Manchen Tipp hat sie auch aus Seminaren des Programms geholt, zum Beispiel aus einem Kommunikationstraining. „Dass man Gespräche systematisch planen kann, darüber habe ich vorher nie nachgedacht. Das kam bei mir immer aus dem Bauch heraus“, sagt sie. Heute weiß die Wissenschaftlerin zum Beispiel: Bringt sie eine Kritik nicht mit „du machst immer...“, sondern mit „ich habe das Gefühl, dass du...“ an, ist sie für den Gegenüber oft leichter anzunehmen. „Wir werden als Wissenschaftler ausgebildet, aber nicht in Führungsqualität“, sagt Delkert - das habe das Mentoring geändert.
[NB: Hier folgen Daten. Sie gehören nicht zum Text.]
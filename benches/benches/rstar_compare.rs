// Copyright 2026 the Canopy Authors
// SPDX-License-Identifier: Apache-2.0 OR MIT

#![cfg(feature = "compare_rstar")]

use canopy_bvh::{Aabb, BoundingVolumeTree, Vec2};
use criterion::{BatchSize, Criterion, Throughput, black_box, criterion_group, criterion_main};

use rstar::primitives::Rectangle;
use rstar::{AABB, RTree};

fn gen_grid_boxes(n: u16, cell: f32) -> Vec<Aabb> {
    let mut out = Vec::with_capacity(usize::from(n) * usize::from(n));
    for y in 0..n {
        for x in 0..n {
            let min = Vec2::new(f32::from(x), f32::from(y)) * cell;
            out.push(Aabb::new(min, min + Vec2::splat(cell)));
        }
    }
    out
}

fn to_rstar_rects(v: &[Aabb]) -> Vec<Rectangle<[f32; 2]>> {
    v.iter()
        .map(|b| Rectangle::from_corners(b.min.to_array(), b.max.to_array()))
        .collect()
}

fn bench_build_and_query(c: &mut Criterion) {
    let mut group = c.benchmark_group("rstar_compare");
    for &n in &[64_u16, 128] {
        let boxes = gen_grid_boxes(n, 10.0);
        let probe = Aabb::from_coords(100.0, 100.0, 500.0, 500.0);
        group.throughput(Throughput::Elements(boxes.len() as u64));

        group.bench_function(format!("canopy_build_query_n{n}"), |b| {
            b.iter_batched(
                || BoundingVolumeTree::new(boxes.len()),
                |mut tree| {
                    tree.construct(&boxes).unwrap();
                    let mut hits = Vec::new();
                    tree.intersections_with_volume(&probe, &mut hits).unwrap();
                    black_box(hits.len());
                },
                BatchSize::SmallInput,
            );
        });

        group.bench_function(format!("rstar_build_query_bulk_n{n}"), |b| {
            b.iter_batched(
                || to_rstar_rects(&boxes),
                |rectangles| {
                    let tree = RTree::bulk_load(rectangles);
                    let envelope =
                        AABB::from_corners(probe.min.to_array(), probe.max.to_array());
                    let hits = tree.locate_in_envelope_intersecting(&envelope).count();
                    black_box(hits);
                },
                BatchSize::SmallInput,
            );
        });

        // Moved leaves: refit in place versus a bulk rebuild.
        let moved: Vec<Aabb> = boxes
            .iter()
            .map(|b| b.translate(Vec2::new(0.5, -0.5)))
            .collect();
        let mut tree = BoundingVolumeTree::new(boxes.len());
        tree.construct(&boxes).unwrap();
        group.bench_function(format!("canopy_refit_query_n{n}"), |b| {
            let mut hits = Vec::new();
            b.iter(|| {
                tree.update_leaf_volumes(&moved).unwrap();
                hits.clear();
                tree.intersections_with_volume(&probe, &mut hits).unwrap();
                black_box(hits.len());
            });
        });
        group.bench_function(format!("rstar_rebuild_query_n{n}"), |b| {
            b.iter_batched(
                || to_rstar_rects(&moved),
                |rectangles| {
                    let tree = RTree::bulk_load(rectangles);
                    let envelope =
                        AABB::from_corners(probe.min.to_array(), probe.max.to_array());
                    black_box(tree.locate_in_envelope_intersecting(&envelope).count());
                },
                BatchSize::SmallInput,
            );
        });
    }
    group.finish();
}

criterion_group!(benches, bench_build_and_query);
criterion_main!(benches);
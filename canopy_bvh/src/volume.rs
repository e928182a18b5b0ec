// Copyright 2026 the Canopy Authors
// SPDX-License-Identifier: Apache-2.0 OR MIT

//! Bounding volume trait implemented by [`Aabb`](crate::Aabb) and [`Mbc`](crate::Mbc).

/// A value that can measure itself, test overlap, and merge with another value of the same type.
///
/// The tree is generic over this trait, so any shape satisfying it can be indexed.
/// Implementations must be total for finite inputs: `volume` and `union` should never
/// produce NaN for well-formed volumes, since the sibling search compares costs.
pub trait BoundingVolume: Copy {
    /// Measure used as insertion cost (area for boxes, disc area for circles).
    fn volume(&self) -> f32;

    /// Smallest volume of this type enclosing both `self` and `other`.
    fn union(&self, other: &Self) -> Self;

    /// Whether the two volumes overlap. Touching counts as overlapping.
    fn intersects(&self, other: &Self) -> bool;
}
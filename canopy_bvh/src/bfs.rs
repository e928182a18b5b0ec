// Copyright 2026 the Canopy Authors
// SPDX-License-Identifier: Apache-2.0 OR MIT

//! Breadth-first traversal with caller-controlled descent.

use alloc::collections::VecDeque;

use crate::node::{Node, NodeId};

/// Breadth-first walk over a tree, starting at the root.
///
/// Iterating yields `(id, volume)` for each dequeued node. Children are *not* queued
/// automatically: call [`Bfs::traverse`] with the visited id to descend into it.
/// Skipping that call prunes the whole subtree, which is how queries cut off
/// non-overlapping branches.
///
/// ```rust
/// use canopy_bvh::{Aabb, BoundingVolumeTree};
///
/// let leaves = [
///     Aabb::from_coords(0.0, 0.0, 1.0, 1.0),
///     Aabb::from_coords(4.0, 0.0, 5.0, 1.0),
///     Aabb::from_coords(8.0, 0.0, 9.0, 1.0),
/// ];
/// let mut tree = BoundingVolumeTree::new(leaves.len());
/// tree.construct(&leaves).unwrap();
///
/// let mut bfs = tree.bfs().unwrap();
/// let mut visited = 0;
/// while let Some((id, _volume)) = bfs.next() {
///     visited += 1;
///     bfs.traverse(id);
/// }
/// assert_eq!(visited, 2 * leaves.len() - 1);
/// ```
///
/// The walk borrows a scratch queue: the tree's own one via
/// [`BoundingVolumeTree::bfs`](crate::BoundingVolumeTree::bfs), or a caller-supplied
/// one via [`TreeView::bfs`](crate::TreeView::bfs).
pub struct Bfs<'a, V> {
    nodes: &'a [Node],
    volumes: &'a [V],
    queue: &'a mut VecDeque<NodeId>,
}

impl<'a, V> Bfs<'a, V> {
    /// Reset `queue` and seed it with `root`.
    pub(crate) fn new(
        nodes: &'a [Node],
        volumes: &'a [V],
        root: NodeId,
        queue: &'a mut VecDeque<NodeId>,
    ) -> Self {
        queue.clear();
        queue.push_back(root);
        Self {
            nodes,
            volumes,
            queue,
        }
    }

    /// Whether `id` is a leaf.
    #[inline]
    pub fn is_leaf(&self, id: NodeId) -> bool {
        self.nodes[id].is_leaf()
    }

    /// Queue the children of `id`, if any, for a later visit.
    #[inline]
    pub fn traverse(&mut self, id: NodeId) {
        if let Some((left, right)) = self.nodes[id].children() {
            self.queue.push_back(left);
            self.queue.push_back(right);
        }
    }
}

impl<'a, V> Iterator for Bfs<'a, V> {
    type Item = (NodeId, &'a V);

    fn next(&mut self) -> Option<Self::Item> {
        let id = self.queue.pop_front()?;
        let volumes: &'a [V] = self.volumes;
        Some((id, &volumes[id]))
    }
}

impl<V> core::fmt::Debug for Bfs<'_, V> {
    fn fmt(&self, f: &mut core::fmt::Formatter<'_>) -> core::fmt::Result {
        f.debug_struct("Bfs")
            .field("nodes", &self.nodes.len())
            .field("pending", &self.queue.len())
            .finish_non_exhaustive()
    }
}
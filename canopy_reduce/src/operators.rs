// Copyright 2026 the Canopy Authors
// SPDX-License-Identifier: Apache-2.0 OR MIT

//! Abelian operators: associative, commutative binary products with a neutral element.

use canopy_bvh::{Aabb, BoundingVolume, Vec2};
use glam::{IVec2, IVec3, IVec4, Vec3, Vec4};

/// An associative, commutative, pure binary operation on `T` with a neutral element.
///
/// Implementations must satisfy, for all `a`, `b`, `c`:
///
/// - `product(neutral(), a) == a`
/// - `product(a, b) == product(b, a)`
/// - `product(product(a, b), c) == product(a, product(b, c))`
///
/// Those laws are what allow [`AccumulatedProduct`](crate::AccumulatedProduct) to
/// split the input over workers in any order and still combine to one answer.
/// Floating-point sums only satisfy them up to rounding.
pub trait AbelianOperator<T>: Sync {
    /// The identity element of [`product`](Self::product).
    fn neutral(&self) -> T;
    /// Combine two elements.
    fn product(&self, a: T, b: T) -> T;
}

/// Addition. Integer sums wrap on overflow.
#[derive(Copy, Clone, Debug, Default, PartialEq, Eq)]
pub struct Sum;

/// Minimum (component-wise for vectors).
#[derive(Copy, Clone, Debug, Default, PartialEq, Eq)]
pub struct Min;

/// Maximum (component-wise for vectors).
#[derive(Copy, Clone, Debug, Default, PartialEq, Eq)]
pub struct Max;

/// Union of axis-aligned boxes.
///
/// The neutral element is the inverted box `min = +MAX, max = -MAX`, which every
/// real box swallows.
#[derive(Copy, Clone, Debug, Default, PartialEq, Eq)]
pub struct AabbUnion;

macro_rules! impl_int_ops {
    ($($t:ty => $zero:expr, $lo:expr, $hi:expr;)*) => {$(
        impl AbelianOperator<$t> for Sum {
            #[inline]
            fn neutral(&self) -> $t {
                $zero
            }
            #[inline]
            fn product(&self, a: $t, b: $t) -> $t {
                a.wrapping_add(b)
            }
        }

        impl AbelianOperator<$t> for Min {
            #[inline]
            fn neutral(&self) -> $t {
                $hi
            }
            #[inline]
            fn product(&self, a: $t, b: $t) -> $t {
                a.min(b)
            }
        }

        impl AbelianOperator<$t> for Max {
            #[inline]
            fn neutral(&self) -> $t {
                $lo
            }
            #[inline]
            fn product(&self, a: $t, b: $t) -> $t {
                a.max(b)
            }
        }
    )*};
}

macro_rules! impl_float_ops {
    ($($t:ty => $zero:expr, $lo:expr, $hi:expr;)*) => {$(
        impl AbelianOperator<$t> for Sum {
            #[inline]
            fn neutral(&self) -> $t {
                $zero
            }
            #[inline]
            fn product(&self, a: $t, b: $t) -> $t {
                a + b
            }
        }

        impl AbelianOperator<$t> for Min {
            #[inline]
            fn neutral(&self) -> $t {
                $hi
            }
            #[inline]
            fn product(&self, a: $t, b: $t) -> $t {
                a.min(b)
            }
        }

        impl AbelianOperator<$t> for Max {
            #[inline]
            fn neutral(&self) -> $t {
                $lo
            }
            #[inline]
            fn product(&self, a: $t, b: $t) -> $t {
                a.max(b)
            }
        }
    )*};
}

impl_int_ops! {
    i32 => 0, i32::MIN, i32::MAX;
    IVec2 => IVec2::ZERO, IVec2::MIN, IVec2::MAX;
    IVec3 => IVec3::ZERO, IVec3::MIN, IVec3::MAX;
    IVec4 => IVec4::ZERO, IVec4::MIN, IVec4::MAX;
}

impl_float_ops! {
    f32 => 0.0, f32::MIN, f32::MAX;
    Vec2 => Vec2::ZERO, Vec2::MIN, Vec2::MAX;
    Vec3 => Vec3::ZERO, Vec3::MIN, Vec3::MAX;
    Vec4 => Vec4::ZERO, Vec4::MIN, Vec4::MAX;
}

impl AbelianOperator<Aabb> for AabbUnion {
    #[inline]
    fn neutral(&self) -> Aabb {
        Aabb::new(Vec2::MAX, Vec2::MIN)
    }

    #[inline]
    fn product(&self, a: Aabb, b: Aabb) -> Aabb {
        a.union(&b)
    }
}

#[cfg(test)]
mod tests {
    use super::*;

    fn neutral_is_identity<T, Op>(op: Op, value: T)
    where
        T: Copy + PartialEq + core::fmt::Debug,
        Op: AbelianOperator<T>,
    {
        assert_eq!(op.product(op.neutral(), value), value, "left identity");
        assert_eq!(op.product(value, op.neutral()), value, "right identity");
    }

    #[test]
    fn int_neutral_elements() {
        neutral_is_identity(Sum, 12_i32);
        neutral_is_identity(Min, 12_i32);
        neutral_is_identity(Max, 12_i32);
        neutral_is_identity(Sum, IVec2::splat(12));
        neutral_is_identity(Min, IVec3::splat(12));
        neutral_is_identity(Max, IVec4::splat(12));
        neutral_is_identity(Min, IVec2::new(i32::MIN, 12));
        neutral_is_identity(Max, IVec2::new(i32::MAX, -12));
    }

    #[test]
    fn float_neutral_elements() {
        neutral_is_identity(Sum, 12.0_f32);
        neutral_is_identity(Min, 12.0_f32);
        neutral_is_identity(Max, -12.0_f32);
        neutral_is_identity(Sum, Vec2::splat(12.0));
        neutral_is_identity(Min, Vec3::splat(12.0));
        neutral_is_identity(Max, Vec4::splat(12.0));
    }

    #[test]
    fn aabb_union_neutral_element() {
        neutral_is_identity(AabbUnion, Aabb::from_coords(1.0, 1.0, 2.0, 2.0));
        // A degenerate point box is still absorbed correctly.
        neutral_is_identity(AabbUnion, Aabb::from_point(Vec2::new(-3.0, 4.0)));
    }

    #[test]
    fn vector_min_max_are_component_wise() {
        let a = IVec2::new(1, 5);
        let b = IVec2::new(3, -2);
        assert_eq!(Min.product(a, b), IVec2::new(1, -2));
        assert_eq!(Max.product(a, b), IVec2::new(3, 5));
    }

    #[test]
    fn int_sum_wraps() {
        assert_eq!(Sum.product(i32::MAX, 1), i32::MIN);
    }
}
Selma Gago-Zachert startet im November in das Programm, ihre Mentorin wird eine renommierte Professorin der halleschen Martin-Luther-Universität sein. Vorher geht es für die Argentinierin noch auf kurzen Heimaturlaub. Dann wird sie ihre Eltern sehen, mit denen sie derzeit zweimal wöchentlich über Internet telefoniert. Und wieder einmal täglich ihr geliebtes Steak essen. So schön Halle auch ist: „Rindfleisch ist hier richtig teuer und schmeckt auch anders“, sagt sie.